WHAT YOU NEED TO DO: Please copy each line in the records below that contains the string "Flags".

*** Opening RECORDS FOR THE TASK ***

use core::fmt::Debug;

use crate::{
    arch::x86_64::X86_64,
    mem::paging::{Flags, PageSize},
};

pub(super) const MAX_BOTTOM_PAGING_LEVEL: usize = 3;

impl PageSize<X86_64> {
    const SIZE_4KB: usize = 0x1000; // 4KB page size
    const SIZE_2MB: usize = 0x200000; // 2MB page size
    const SIZE_1GB: usize = 0x40000000; // 1GB page size

    #[inline]
    #[must_use]
    pub const fn size_4kb() -> Self {
        unsafe { Self::from_raw(Self::SIZE_4KB) }
    }

    #[inline]
    #[must_use]
    pub const fn size_2mb() -> Self {
        unsafe { Self::from_raw(Self::SIZE_2MB) }
    }

    #[inline]
    #[must_use]
    pub const fn size_1gb() -> Self {
        unsafe { Self::from_raw(Self::SIZE_1GB) }
    }

    #[inline]
    #[must_use]
    pub(super) const fn from_bottom_paging_level(level: usize) -> Option<Self> {
        match level {
            0 => Some(Self::size_4kb()),
            1 => Some(Self::size_2mb()),
            2 => Some(Self::size_1gb()),
            _ => None,
        }
    }

    #[inline]
    #[must_use]
    pub(super) const fn bottom_paging_level(self) -> usize {
        match self.size() {
            Self::SIZE_4KB => 0, // PTE
            Self::SIZE_2MB => 1, // PDE
            Self::SIZE_1GB => 2, // PDPE
            _ => unreachable!(),
        }
    }

    #[inline]
    #[must_use]
    pub(super) const fn offset_bit_count(self) -> usize {
        match self.size() {
            Self::SIZE_4KB => 12, // 2^12 = 4096
            Self::SIZE_2MB => 21, // 2^21 = 2097152
            Self::SIZE_1GB => 30, // 2^30 = 1073741824
            _ => unreachable!(),
        }
    }

    #[inline]
    #[must_use]
    pub(super) const fn get_offset_mask(self) -> usize {
        self.size() - 1
    }

    #[inline]
    #[must_use]
    pub(super) const fn get_pat_bit(self) -> usize {
        match self.size() {
            Self::SIZE_4KB => 7,
            Self::SIZE_2MB | Self::SIZE_1GB => 12,
            _ => unreachable!(),
        }
    }
}

impl Into<Flags<X86_64>> for PageSize<X86_64> {
    fn into(self) -> Flags<X86_64> {
        match self.size() {
            Self::SIZE_4KB => Flags::<X86_64>::new(),
            _ => Flags::<X86_64>::new().set_page_size(true),
        }
    }
}

impl PartialEq for PageSize<X86_64> {
    fn eq(&self, other: &Self) -> bool {
        self.size() == other.size()
    }
}

impl Debug for PageSize<X86_64> {
    fn fmt(&self, f: &mut core::fmt::Formatter<'_>) -> core::fmt::Result {
        match self.size() {
            Self::SIZE_4KB => write!(f, "PageSize::Size4KB"),
            Self::SIZE_2MB => write!(f, "PageSize::Size2MB"),
            Self::SIZE_1GB => write!(f, "PageSize::Size1GB"),
            _ => write!(f, "PageSize::Unknown({})", self.size()),
        }
    }
}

*** Closing RECORDS FOR THE TASK ***

SOLUTION TO THE EXERCISE:
    mem::paging::{Flags, PageSize},
impl Into<Flags<X86_64>> for PageSize<X86_64> {
    fn into(self) -> Flags<X86_64> {
            Self::SIZE_4KB => Flags::<X86_64>::new(),
            _ => Flags::<X86_64>::new().set_page_size(true),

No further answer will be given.